Neal D. Shore, MD, FACS, discusses immunotherapy targeting prostate-specific antigen (PSA) and prostate-specific membrane antigen (PSMA) in biochemically recurrent prostate cancer.
Neal D. Shore, MD, FACS, medical director of the Carolina Urologic Research Institute, discusses immunotherapy targeting prostate-specific antigen (PSA) and prostate-specific membrane antigen (PSMA) in biochemically recurrent prostate cancer.
Previously, investigators evaluated INO-5150, a DNA-based immune therapy that targets PSA and PSMA with or without plasmid-encoded cytokine adjuvant interleukin-12 (INO-9012) in a phase 1/2 trial. The treatment was well-tolerated and safe, with no treatment-related serious adverse events. In an analysis that was presented at the 2020 AACR Virtual Annual Meeting II, INO-5150 with or without INO-9012 was administered followed by electroporation with CELLECTRA® on day 0, and weeks 3, 12 and 24. Peripheral blood mononuclear cells were collected before and after treatment from a subset of patients (n=19) and stimulated with PSA or PSMA peptides, negative or positive controls.
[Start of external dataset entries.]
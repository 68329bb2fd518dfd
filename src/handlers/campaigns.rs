use crate::{
    error::AppError,
    handlers::AppState,
    metrics,
    models::{
        campaign::{Ack, CampaignDetail, CampaignId, CampaignUpdate, DashboardData, NewCampaign},
        quote::{LaunchRequest, LaunchResponse},
    },
    pricing::compute_pricing_in,
    session::SessionContext,
};
use axum::{
    extract::{Path, State},
    Extension, Json,
};
use uuid::Uuid;

/// Handle `POST /api/campaigns/launch`
///
/// Re-prices the draft server-side and only forwards it to the backend when
/// the session balance covers the total.
pub async fn launch_campaign(
    State(state): State<AppState>,
    Extension(session): Extension<SessionContext>,
    Json(request): Json<LaunchRequest>,
) -> Result<Json<LaunchResponse>, AppError> {
    let request_id = Uuid::new_v4().to_string();
    let table = state.plans.load_full();

    let result = match request
        .prospectos_dia
        .parse()
        .and_then(|requested| {
            compute_pricing_in(requested, session.balance.available(), &table, session.locale)
        }) {
        Ok(result) => result,
        Err(err) => {
            metrics::record_validation_error(err.kind());
            metrics::record_launch("invalid");
            return Err(err.into());
        }
    };

    if !result.affordable {
        metrics::record_launch("insufficient_balance");
        tracing::info!(
            request_id = %request_id,
            account = %session.account,
            total_cost = %result.total_cost,
            "Launch blocked by balance"
        );
        return Err(AppError::InsufficientBalance {
            total_cost: result.total_cost,
            recharge: result.total_cost - session.balance.available(),
        });
    }

    if let Err(message) = request.details.validate() {
        metrics::record_launch("invalid");
        return Err(AppError::InvalidRequest(message));
    }

    let campaign = NewCampaign {
        details: request.details,
        prospectos_dia: result.prospects,
        plan: result.plan_key,
        costo_total: result.total_cost,
    };

    let ack = match state.backend().create_campaign(&campaign).await {
        Ok(ack) => ack,
        Err(err) => {
            metrics::record_launch("error");
            tracing::error!(request_id = %request_id, error = %err, "Campaign launch failed");
            return Err(err);
        }
    };

    metrics::record_launch(if ack.success { "launched" } else { "rejected" });
    tracing::info!(
        request_id = %request_id,
        account = %session.account,
        campaign = %campaign.details.nombre,
        plan = %result.plan_key,
        prospects = result.prospects,
        total_cost = %result.total_cost,
        success = ack.success,
        "Campaign launch forwarded"
    );

    Ok(Json(LaunchResponse {
        request_id,
        plan: result.plan_key,
        prospectos_dia: result.prospects,
        total_cost: result.total_cost,
        ack,
    }))
}

/// Handle `GET /api/dashboard-data`
pub async fn dashboard_data(State(state): State<AppState>) -> Result<Json<DashboardData>, AppError> {
    Ok(Json(state.backend().dashboard_data().await?))
}

/// Handle `GET /api/campana/:id`
pub async fn get_campaign(
    State(state): State<AppState>,
    Path(id): Path<String>,
) -> Result<Json<CampaignDetail>, AppError> {
    let id: CampaignId = id.parse().map_err(AppError::InvalidRequest)?;
    Ok(Json(state.backend().campaign(&id).await?))
}

/// Handle `POST /api/actualizar-campana`
pub async fn update_campaign(
    State(state): State<AppState>,
    Extension(session): Extension<SessionContext>,
    Json(update): Json<CampaignUpdate>,
) -> Result<Json<Ack>, AppError> {
    let Some(id) = &update.id else {
        return Err(AppError::InvalidRequest("campaign id is required".to_string()));
    };

    tracing::info!(account = %session.account, campaign_id = %id, "Updating campaign");

    Ok(Json(state.backend().update_campaign(&update).await?))
}

#[cfg(test)]
mod tests {
    use super::*;
    use crate::handlers::test_state;
    use crate::models::campaign::CampaignDetails;
    use crate::models::quote::RawCount;
    use crate::pricing::{Locale, PlanKey, PricingError};
    use crate::session::{Balance, Role};
    use rust_decimal::Decimal;
    use rust_decimal_macros::dec;
    use serde_json::json;
    use wiremock::{
        matchers::{body_partial_json, method, path},
        Mock, MockServer, ResponseTemplate,
    };

    fn session(balance: Balance) -> SessionContext {
        SessionContext {
            account: "ferreteria".to_string(),
            role: Role::Client,
            balance,
            locale: Locale::En,
        }
    }

    fn draft(prospects: RawCount) -> LaunchRequest {
        LaunchRequest {
            details: CampaignDetails {
                nombre: "Tornillos Norte".to_string(),
                que_vende: "tornillería industrial".to_string(),
                a_quien: "talleres".to_string(),
                tipo_producto: "tangible".to_string(),
                ..Default::default()
            },
            prospectos_dia: prospects,
        }
    }

    #[tokio::test]
    async fn test_launch_forwards_resolved_plan() {
        let server = MockServer::start().await;
        Mock::given(method("POST"))
            .and(path("/api/crear-campana"))
            .and(body_partial_json(json!({
                "nombre": "Tornillos Norte",
                "prospectos_dia": 16,
                "plan": "professional"
            })))
            .respond_with(ResponseTemplate::new(200).set_body_json(json!({"success": true})))
            .expect(1)
            .mount(&server)
            .await;

        let state = test_state(&server.uri());
        let Json(response) = launch_campaign(
            State(state),
            Extension(session(Balance::Amount(dec!(500)))),
            Json(draft(RawCount::Number(16))),
        )
        .await
        .unwrap();

        assert_eq!(response.plan, PlanKey::Professional);
        assert_eq!(response.total_cost, dec!(425.60));
        assert!(response.ack.success);
        assert!(!response.request_id.is_empty());
    }

    #[tokio::test]
    async fn test_launch_blocked_when_unaffordable() {
        let server = MockServer::start().await;
        Mock::given(method("POST"))
            .and(path("/api/crear-campana"))
            .respond_with(ResponseTemplate::new(200).set_body_json(json!({"success": true})))
            .expect(0)
            .mount(&server)
            .await;

        let state = test_state(&server.uri());
        let result = launch_campaign(
            State(state),
            Extension(session(Balance::Amount(dec!(500)))),
            Json(draft(RawCount::Text("14".to_string()))),
        )
        .await;

        match result {
            Err(AppError::InsufficientBalance { total_cost, recharge }) => {
                assert_eq!(total_cost, dec!(521.50));
                assert_eq!(recharge, dec!(21.50));
            }
            other => panic!("expected insufficient balance, got {:?}", other.map(|_| ())),
        }
    }

    #[tokio::test]
    async fn test_launch_rejects_invalid_count() {
        let state = test_state("http://127.0.0.1:9");
        let result = launch_campaign(
            State(state),
            Extension(session(Balance::Unlimited)),
            Json(draft(RawCount::Text("tres".to_string()))),
        )
        .await;

        assert!(matches!(
            result,
            Err(AppError::Validation(PricingError::NotANumber { .. }))
        ));
    }

    #[tokio::test]
    async fn test_launch_requires_brief_fields() {
        let state = test_state("http://127.0.0.1:9");
        let mut request = draft(RawCount::Number(4));
        request.details.que_vende = String::new();

        let result = launch_campaign(
            State(state),
            Extension(session(Balance::Amount(Decimal::ONE_THOUSAND))),
            Json(request),
        )
        .await;

        assert!(matches!(result, Err(AppError::InvalidRequest(ref m)) if m.contains("que_vende")));
    }

    #[tokio::test]
    async fn test_update_requires_id() {
        let state = test_state("http://127.0.0.1:9");
        let result = update_campaign(
            State(state),
            Extension(session(Balance::Unlimited)),
            Json(CampaignUpdate::default()),
        )
        .await;

        assert!(matches!(result, Err(AppError::InvalidRequest(_))));
    }

    #[tokio::test]
    async fn test_get_campaign_rejects_path_like_ids() {
        let state = test_state("http://127.0.0.1:9");
        let result = get_campaign(State(state), Path("../dashboard-data".to_string())).await;
        assert!(matches!(result, Err(AppError::InvalidRequest(ref m)) if m.contains("invalid campaign id")));
    }

    #[tokio::test]
    async fn test_dashboard_proxy() {
        let server = MockServer::start().await;
        Mock::given(method("GET"))
            .and(path("/api/dashboard-data"))
            .respond_with(ResponseTemplate::new(200).set_body_json(json!({
                "kpis": {"total": 12, "calificados": 3, "tasa": 25},
                "campanas": [{"id": 7, "nombre": "Tornillos Norte", "estado": "activa"}]
            })))
            .mount(&server)
            .await;

        let Json(data) = dashboard_data(State(test_state(&server.uri()))).await.unwrap();
        assert_eq!(data.campanas.len(), 1);
        assert_eq!(data.kpis.unwrap().total, 12);
    }
}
Treatment with INO-5150 with or without INO-9012 drove the expansion of antigen specific T cells. Patients with immune reactivity by flow cytometry were more likely to have a higher frequency of PSA/PSMA specific T-cell receptors (TCRs) that expanded at least 10-fold over their pretreatment value. However, patients without immune reactivity also demonstrated expansion in TCRs. The results suggest that INO-5150 induced PSA/PSMA specific T cells and that TCR sequencing is a valuable tool for assessment of immune responses induced by immunotherapy. Although the approach may not be a full-proof way to avoid T-cell suppression, it could help delay the time to androgen deprivation therapy, concludes Shore.